Do Globo.com
Existem 5.354 processos criminais por corrupção em andamento nos tribunais superiores, federais e estaduais. Num país com mais de dez milhões inscritos na folha da União, de estados e prefeituras, significa um processo por grupo de mil servidores. Na média, foram abertos 15 novos casos por dia durante o ano passado. A maior parte (60%) começou na Justiça estadual e teve como réus ocupantes de cargos médios da administração pública.

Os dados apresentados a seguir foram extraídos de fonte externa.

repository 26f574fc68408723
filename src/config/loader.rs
//! Configuration loading from disk.

use std::fs;
use std::path::Path;

use thiserror::Error;

use crate::config::schema::ProxyConfig;
use crate::config::validation::{validate_config, ValidationError};

/// Error type for configuration loading.
#[derive(Debug, Error)]
pub enum ConfigError {
    #[error("IO error: {0}")]
    Io(#[from] std::io::Error),

    #[error("Parse error: {0}")]
    Parse(#[from] toml::de::Error),

    #[error("Validation failed: {}", join_errors(.0))]
    Validation(Vec<ValidationError>),
}

fn join_errors(errors: &[ValidationError]) -> String {
    errors
        .iter()
        .map(ToString::to_string)
        .collect::<Vec<_>>()
        .join(", ")
}

/// Load and validate configuration from a TOML file.
pub fn load_config(path: &Path) -> Result<ProxyConfig, ConfigError> {
    let content = fs::read_to_string(path)?;
    parse_config(&content)
}

/// Parse and validate configuration from TOML text.
pub fn parse_config(content: &str) -> Result<ProxyConfig, ConfigError> {
    let config: ProxyConfig = toml::from_str(content)?;
    validate_config(&config).map_err(ConfigError::Validation)?;
    Ok(config)
}
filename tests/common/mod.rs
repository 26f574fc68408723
//! Shared utilities for integration testing.

#![allow(dead_code)]

use std::net::SocketAddr;
use std::sync::{Arc, Mutex};

use axum::{
    body::Body,
    extract::State,
    http::{header, Request, StatusCode},
    response::Response,
    routing::any,
    Router,
};
use tokio::net::TcpListener;

use doh_proxy::{HttpServer, ProxyConfig, ResponseCache, Shutdown};

/// A request as seen by the mock upstream.
#[derive(Debug, Clone)]
pub struct RecordedRequest {
    pub method: String,
    pub query: Option<String>,
    pub accept: Option<String>,
    pub content_type: Option<String>,
    pub body: Vec<u8>,
}

type Responder = dyn Fn(&RecordedRequest) -> (u16, &'static str, Vec<u8>) + Send + Sync;

struct MockState {
    respond: Box<Responder>,
    requests: Mutex<Vec<RecordedRequest>>,
}

/// Handle to a running mock upstream resolver.
#[derive(Clone)]
pub struct MockUpstream {
    pub addr: SocketAddr,
    state: Arc<MockState>,
}

impl MockUpstream {
    pub fn url(&self) -> String {
        format!("http://{}/dns-query", self.addr)
    }

    pub fn call_count(&self) -> usize {
        self.state.requests.lock().unwrap().len()
    }

    pub fn requests(&self) -> Vec<RecordedRequest> {
        self.state.requests.lock().unwrap().clone()
    }
}

/// Start a programmable mock upstream on an ephemeral port.
///
/// `respond` returns `(status, content_type, body)` for each request.
pub async fn start_mock_upstream<F>(respond: F) -> MockUpstream
where
    F: Fn(&RecordedRequest) -> (u16, &'static str, Vec<u8>) + Send + Sync + 'static,
{
    let state = Arc::new(MockState {
        respond: Box::new(respond),
        requests: Mutex::new(Vec::new()),
    });

    let app = Router::new()
        .route("/dns-query", any(mock_handler))
        .with_state(state.clone());

    let listener = TcpListener::bind("127.0.0.1:0").await.unwrap();
    let addr = listener.local_addr().unwrap();
    tokio::spawn(async move {
        let _ = axum::serve(listener, app).await;
    });

    MockUpstream { addr, state }
}

async fn mock_handler(State(state): State<Arc<MockState>>, request: Request<Body>) -> Response {
    let (parts, body) = request.into_parts();
    let body = axum::body::to_bytes(body, usize::MAX).await.unwrap();
    let header_value = |name: header::HeaderName| {
        parts
            .headers
            .get(name)
            .and_then(|v| v.to_str().ok())
            .map(str::to_string)
    };

    let recorded = RecordedRequest {
        method: parts.method.to_string(),
        query: parts.uri.query().map(str::to_string),
        accept: header_value(header::ACCEPT),
        content_type: header_value(header::CONTENT_TYPE),
        body: body.to_vec(),
    };
    let (status, content_type, payload) = (state.respond)(&recorded);
    state.requests.lock().unwrap().push(recorded);

    Response::builder()
        .status(StatusCode::from_u16(status).unwrap())
        .header(header::CONTENT_TYPE, content_type)
        .header(MOCK_HEADER, "mock-resolver")
        .body(Body::from(payload))
        .unwrap()
}

/// Extra header set on every mock upstream response.
pub const MOCK_HEADER: &str = "x-upstream-server";

/// Upstream that accepts connections and never answers.
pub async fn start_silent_upstream() -> String {
    let listener = TcpListener::bind("127.0.0.1:0").await.unwrap();
    let addr = listener.local_addr().unwrap();
    tokio::spawn(async move {
        let mut held = Vec::new();
        while let Ok((socket, _)) = listener.accept().await {
            held.push(socket);
        }
    });
    format!("http://{addr}/dns-query")
}

/// JSON answer in the shape public resolvers return.
pub fn json_answer(name: &str) -> Vec<u8> {
    serde_json::json!({
        "Status": 0,
        "TC": false,
        "RD": true,
        "RA": true,
        "Question": [{ "name": name, "type": 1 }],
        "Answer": [{ "name": name, "type": 1, "TTL": 300, "data": "93.184.216.34" }]
    })
    .to_string()
    .into_bytes()
}

/// Header-only DNS query message (ID 0xabcd, RD set, no sections).
pub const HEADER_ONLY_QUERY: [u8; 12] = [0xab, 0xcd, 0x01, 0x00, 0, 0, 0, 0, 0, 0, 0, 0];

/// Proxy configuration pointing at `upstream`.
pub fn proxy_config(upstream: &MockUpstream) -> ProxyConfig {
    let mut config = ProxyConfig::default();
    config.listener.bind_address = "127.0.0.1:0".into();
    config.upstream.url = upstream.url();
    config.upstream.timeout_secs = 2;
    config
}

/// Handle to a running proxy.
pub struct TestProxy {
    pub addr: SocketAddr,
    pub cache: Arc<ResponseCache>,
    shutdown: Shutdown,
}

impl TestProxy {
    pub fn url(&self, path_and_query: &str) -> String {
        format!("http://{}{}", self.addr, path_and_query)
    }
}

impl Drop for TestProxy {
    fn drop(&mut self) {
        self.shutdown.trigger();
    }
}

/// Start the proxy on an ephemeral port.
pub async fn start_proxy(config: ProxyConfig) -> TestProxy {
    let server = HttpServer::new(config).unwrap();
    let cache = server.cache().clone();
    let listener = TcpListener::bind("127.0.0.1:0").await.unwrap();
    let addr = listener.local_addr().unwrap();

    let shutdown = Shutdown::new();
    let server_shutdown = shutdown.subscribe();
    tokio::spawn(async move {
        let _ = server.run(listener, server_shutdown).await;
    });

    TestProxy {
        addr,
        cache,
        shutdown,
    }
}

pub fn client() -> reqwest::Client {
    reqwest::Client::builder().no_proxy().build().unwrap()
}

Políticos e altos burocratas são absoluta minoria — reflexo do predomínio de influência das elites estaduais. Em Rondônia, por exemplo, um ex-senador do PMDB, Mário Calixto, coleciona 146 processos e várias condenações, inclusive por corrupção. Certa vez foi preso. Por 45 dias.
Juntos, os tribunais dos estados mais ricos (São Paulo, Minas Gerais e Rio de Janeiro) têm apenas 801 processos por corrupção em andamento. Em contraste, o Rio Grande do Sul sozinho mantém 579, o que sugere menor tolerância com a impunidade. Em São Paulo, os casos em tramitação são poucos (17) e os julgamentos raros (houve um no ano passado). Em compensação, proliferam recursos: média de 315 para cada processo.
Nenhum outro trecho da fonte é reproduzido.